++++ INPUT DATA

//! Container header parsing and the per-file format descriptor.
//!
//! A descriptor fixes everything the rest of the decoder needs to know about
//! field widths: byte order, classic vs BigTIFF, and the dialect capability
//! set. It is computed once at open and copied around freely.

use std::io::{Read, Seek};

use crate::decoder::stream::{EndianReader, SmartReader};
use crate::error::{TiffFormatError, TiffResult};
use crate::tags::{ByteOrder, IfdPointer};

/// Container variant selected by the header version word.
#[derive(Clone, Copy, Debug, PartialEq, Eq)]
pub enum Variant {
    /// Classic TIFF, version 42, 4-byte offsets.
    Classic,
    /// BigTIFF, version 43, 8-byte offsets and counts.
    Big,
}

/// Vendor dialect of the container layout.
///
/// The wire bytes of a dialect file are indistinguishable from classic TIFF,
/// so the dialect has to be requested at open time by the caller that knows
/// the file's provenance.
#[derive(Clone, Copy, Debug, Default, PartialEq, Eq)]
pub enum Dialect {
    /// Plain TIFF/BigTIFF semantics.
    #[default]
    Generic,
    /// Hamamatsu slide scanner files: classic little-endian headers with
    /// 8-byte IFD-offset fields, 4-byte tag-value fields, equally spaced
    /// directories, and zero-byte-count gap segments.
    Ndpi,
    /// Zeiss laser-scanning files: classic layout with the legacy 16-bit-pair
    /// bits-per-sample encoding.
    Lsm,
}

/// Capability set derived from the dialect, computed once at open.
#[derive(Clone, Copy, Debug)]
pub(crate) struct Caps {
    /// IFD-offset fields (first offset and next-offset links) are 8 bytes
    /// even though the container is classic.
    pub wide_ifd_offsets: bool,
    /// The chain walker may verify an equal stride over the first
    /// directories and synthesize the remaining offsets.
    pub offset_stride_scan: bool,
    /// Zero-byte-count segments are ignorable gaps for contiguity.
    pub sparse_segment_gaps: bool,
    /// Count-two bits-per-sample values actually store an offset to the
    /// 16-bit pair and must be re-read there.
    pub legacy_bits_pair_fix: bool,
    /// Tag codes decoded through an indirect read regardless of fit.
    pub forced_indirect: &'static [u16],
}

impl Dialect {
    pub(crate) fn caps(self) -> Caps {
        match self {
            Dialect::Generic => Caps {
                wide_ifd_offsets: false,
                offset_stride_scan: false,
                sparse_segment_gaps: false,
                legacy_bits_pair_fix: false,
                forced_indirect: &[],
            },
            Dialect::Ndpi => Caps {
                wide_ifd_offsets: true,
                offset_stride_scan: true,
                sparse_segment_gaps: true,
                legacy_bits_pair_fix: false,
                forced_indirect: crate::tags::NDPI_FORCED_INDIRECT,
            },
            Dialect::Lsm => Caps {
                wide_ifd_offsets: false,
                offset_stride_scan: false,
                sparse_segment_gaps: false,
                legacy_bits_pair_fix: true,
                forced_indirect: &[],
            },
        }
    }
}

/// Everything the header determines about reading the rest of the file.
#[derive(Clone, Copy, Debug)]
pub struct Format {
    byte_order: ByteOrder,
    variant: Variant,
    dialect: Dialect,
    pub(crate) caps: Caps,
}

impl Format {
    /// Parse the 4-8 byte header and return the descriptor together with the
    /// pointer to the first directory.
    pub(crate) fn from_reader<R: Read + Seek>(
        reader: &mut R,
        dialect: Dialect,
    ) -> TiffResult<(Self, IfdPointer)> {
        let mut order_mark = [0u8; 2];
        reader.read_exact(&mut order_mark)?;
        let byte_order = match &order_mark {
            b"II" => ByteOrder::LittleEndian,
            b"MM" => ByteOrder::BigEndian,
            _ => return Err(TiffFormatError::InvalidOrderMark(order_mark).into()),
        };

        let mut reader = SmartReader::wrap(reader, byte_order);
        let variant = match reader.read_u16()? {
            42 => Variant::Classic,
            43 => {
                let offset_size = reader.read_u16()?;
                if offset_size != 8 {
                    return Err(TiffFormatError::InvalidOffsetSize(offset_size).into());
                }
                let reserved = reader.read_u16()?;
                if reserved != 0 {
                    return Err(TiffFormatError::NonZeroReserved(reserved).into());
                }
                Variant::Big
            }
            version => return Err(TiffFormatError::UnsupportedVersion(version).into()),
        };

        let caps = dialect.caps();
        if caps.wide_ifd_offsets
            && (variant != Variant::Classic || byte_order != ByteOrder::LittleEndian)
        {
            return Err(TiffFormatError::DialectMismatch.into());
        }

        let format = Format {
            byte_order,
            variant,
            dialect,
            caps,
        };
        let first = IfdPointer(format.read_ifd_offset(&mut reader)?);
        Ok((format, first))
    }

    pub fn byte_order(&self) -> ByteOrder {
        self.byte_order
    }

    pub fn variant(&self) -> Variant {
        self.variant
    }

    pub fn dialect(&self) -> Dialect {
        self.dialect
    }

    /// Whether file data is stored in the byte order of the running target.
    pub fn is_native(&self) -> bool {
        self.byte_order == ByteOrder::native()
    }

    /// Byte width of IFD-offset fields (first offset and next-offset links).
    pub(crate) fn ifd_offset_bytes(&self) -> u64 {
        match self.variant {
            Variant::Big => 8,
            Variant::Classic if self.caps.wide_ifd_offsets => 8,
            Variant::Classic => 4,
        }
    }

    /// Byte width of the directory tag-count field.
    pub(crate) fn dir_count_bytes(&self) -> u64 {
        match self.variant {
            Variant::Big => 8,
            Variant::Classic => 2,
        }
    }

    /// Byte width of one encoded tag record.
    ///
    /// The wide-offset dialect widens IFD links only; tag records stay at
    /// their classic 12 bytes.
    pub(crate) fn tag_record_bytes(&self) -> u64 {
        match self.variant {
            Variant::Big => 20,
            Variant::Classic => 12,
        }
    }

    /// Capacity of the inline value-or-offset field of a tag record.
    pub(crate) fn inline_capacity(&self) -> u64 {
        match self.variant {
            Variant::Big => 8,
            Variant::Classic => 4,
        }
    }

    /// Smallest possible encoded directory, used for bounds checks.
    pub(crate) fn min_directory_bytes(&self) -> u64 {
        self.dir_count_bytes() + self.tag_record_bytes() + self.ifd_offset_bytes()
    }

    /// Read one IFD-offset field at the current position.
    pub(crate) fn read_ifd_offset<R: Read + Seek>(
        &self,
        reader: &mut SmartReader<R>,
    ) -> TiffResult<u64> {
        match self.ifd_offset_bytes() {
            4 => Ok(u64::from(reader.read_u32()?)),
            _ => Ok(reader.read_u64()?),
        }
    }

    /// Read the directory tag-count field at the current position.
    pub(crate) fn read_dir_count<R: Read + Seek>(
        &self,
        reader: &mut SmartReader<R>,
    ) -> TiffResult<u64> {
        match self.variant {
            Variant::Big => Ok(reader.read_u64()?),
            Variant::Classic => Ok(u64::from(reader.read_u16()?)),
        }
    }
}

#[cfg(test)]
mod tests {
    use super::*;
    use std::io::Cursor;

    fn parse(bytes: &[u8], dialect: Dialect) -> TiffResult<(Format, IfdPointer)> {
        Format::from_reader(&mut Cursor::new(bytes.to_vec()), dialect)
    }

    #[test]
    fn classic_little_endian() {
        let (format, first) = parse(b"II\x2a\x00\x08\x00\x00\x00", Dialect::Generic).unwrap();
        assert_eq!(format.byte_order(), ByteOrder::LittleEndian);
        assert_eq!(format.variant(), Variant::Classic);
        assert_eq!(first, IfdPointer(8));
        assert_eq!(format.ifd_offset_bytes(), 4);
        assert_eq!(format.tag_record_bytes(), 12);
    }

    #[test]
    fn classic_big_endian() {
        let (format, first) = parse(b"MM\x00\x2a\x00\x00\x00\x08", Dialect::Generic).unwrap();
        assert_eq!(format.byte_order(), ByteOrder::BigEndian);
        assert_eq!(format.variant(), Variant::Classic);
        assert_eq!(first, IfdPointer(8));
    }

    #[test]
    fn big_little_endian() {
        let (format, first) = parse(
            b"II\x2b\x00\x08\x00\x00\x00\x10\x00\x00\x00\x00\x00\x00\x00",
            Dialect::Generic,
        )
        .unwrap();
        assert_eq!(format.variant(), Variant::Big);
        assert_eq!(first, IfdPointer(16));
        assert_eq!(format.ifd_offset_bytes(), 8);
        assert_eq!(format.dir_count_bytes(), 8);
        assert_eq!(format.tag_record_bytes(), 20);
    }

    #[test]
    fn big_big_endian() {
        let (format, first) = parse(
            b"MM\x00\x2b\x00\x08\x00\x00\x00\x00\x00\x00\x00\x00\x00\x10",
            Dialect::Generic,
        )
        .unwrap();
        assert_eq!(format.byte_order(), ByteOrder::BigEndian);
        assert_eq!(format.variant(), Variant::Big);
        assert_eq!(first, IfdPointer(16));
    }

    #[test]
    fn bad_order_mark() {
        let err = parse(b"XX\x2a\x00\x08\x00\x00\x00", Dialect::Generic).unwrap_err();
        assert!(matches!(
            err,
            crate::TiffError::FormatError(TiffFormatError::InvalidOrderMark(_))
        ));
    }

    #[test]
    fn bad_version() {
        let err = parse(b"II\x2c\x00\x08\x00\x00\x00", Dialect::Generic).unwrap_err();
        assert!(matches!(
            err,
            crate::TiffError::FormatError(TiffFormatError::UnsupportedVersion(44))
        ));
    }

    #[test]
    fn big_rejects_bad_offset_size() {
        let err = parse(
            b"II\x2b\x00\x04\x00\x00\x00\x10\x00\x00\x00\x00\x00\x00\x00",
            Dialect::Generic,
        )
        .unwrap_err();
        assert!(matches!(
            err,
            crate::TiffError::FormatError(TiffFormatError::InvalidOffsetSize(4))
        ));
    }

    #[test]
    fn big_rejects_reserved() {
        let err = parse(
            b"II\x2b\x00\x08\x00\x01\x00\x10\x00\x00\x00\x00\x00\x00\x00",
            Dialect::Generic,
        )
        .unwrap_err();
        assert!(matches!(
            err,
            crate::TiffError::FormatError(TiffFormatError::NonZeroReserved(1))
        ));
    }

    #[test]
    fn ndpi_widens_ifd_offsets_only() {
        let (format, first) = parse(
            b"II\x2a\x00\x10\x00\x00\x00\x00\x00\x00\x00",
            Dialect::Ndpi,
        )
        .unwrap();
        assert_eq!(format.variant(), Variant::Classic);
        assert_eq!(first, IfdPointer(16));
        assert_eq!(format.ifd_offset_bytes(), 8);
        assert_eq!(format.tag_record_bytes(), 12);
        assert_eq!(format.inline_capacity(), 4);
    }

    #[test]
    fn ndpi_requires_classic_little_endian() {
        let err = parse(b"MM\x00\x2a\x00\x00\x00\x08", Dialect::Ndpi).unwrap_err();
        assert!(matches!(
            err,
            crate::TiffError::FormatError(TiffFormatError::DialectMismatch)
        ));
        let err = parse(
            b"II\x2b\x00\x08\x00\x00\x00\x10\x00\x00\x00\x00\x00\x00\x00",
            Dialect::Ndpi,
        )
        .unwrap_err();
        assert!(matches!(
            err,
            crate::TiffError::FormatError(TiffFormatError::DialectMismatch)
        ));
    }
}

++++++++

### PROBLEM TO WORK ON:
Of the entries above, repeat exactly the lines from the line with "Dialect::Generic => Caps" through the line with "if reserved != 0", both of them included.

### EXERCISE OUTPUT:
            Dialect::Generic => Caps {
                wide_ifd_offsets: false,
                offset_stride_scan: false,
                sparse_segment_gaps: false,
                legacy_bits_pair_fix: false,
                forced_indirect: &[],
            },
            Dialect::Ndpi => Caps {
                wide_ifd_offsets: true,
                offset_stride_scan: true,
                sparse_segment_gaps: true,
                legacy_bits_pair_fix: false,
                forced_indirect: crate::tags::NDPI_FORCED_INDIRECT,
            },
            Dialect::Lsm => Caps {
                wide_ifd_offsets: false,
                offset_stride_scan: false,
                sparse_segment_gaps: false,
                legacy_bits_pair_fix: true,
                forced_indirect: &[],
            },
        }
    }
}

/// Everything the header determines about reading the rest of the file.
#[derive(Clone, Copy, Debug)]
pub struct Format {
    byte_order: ByteOrder,
    variant: Variant,
    dialect: Dialect,
    pub(crate) caps: Caps,
}

impl Format {
    /// Parse the 4-8 byte header and return the descriptor together with the
    /// pointer to the first directory.
    pub(crate) fn from_reader<R: Read + Seek>(
        reader: &mut R,
        dialect: Dialect,
    ) -> TiffResult<(Self, IfdPointer)> {
        let mut order_mark = [0u8; 2];
        reader.read_exact(&mut order_mark)?;
        let byte_order = match &order_mark {
            b"II" => ByteOrder::LittleEndian,
            b"MM" => ByteOrder::BigEndian,
            _ => return Err(TiffFormatError::InvalidOrderMark(order_mark).into()),
        };

        let mut reader = SmartReader::wrap(reader, byte_order);
        let variant = match reader.read_u16()? {
            42 => Variant::Classic,
            43 => {
                let offset_size = reader.read_u16()?;
                if offset_size != 8 {
                    return Err(TiffFormatError::InvalidOffsetSize(offset_size).into());
                }
                let reserved = reader.read_u16()?;
                if reserved != 0 {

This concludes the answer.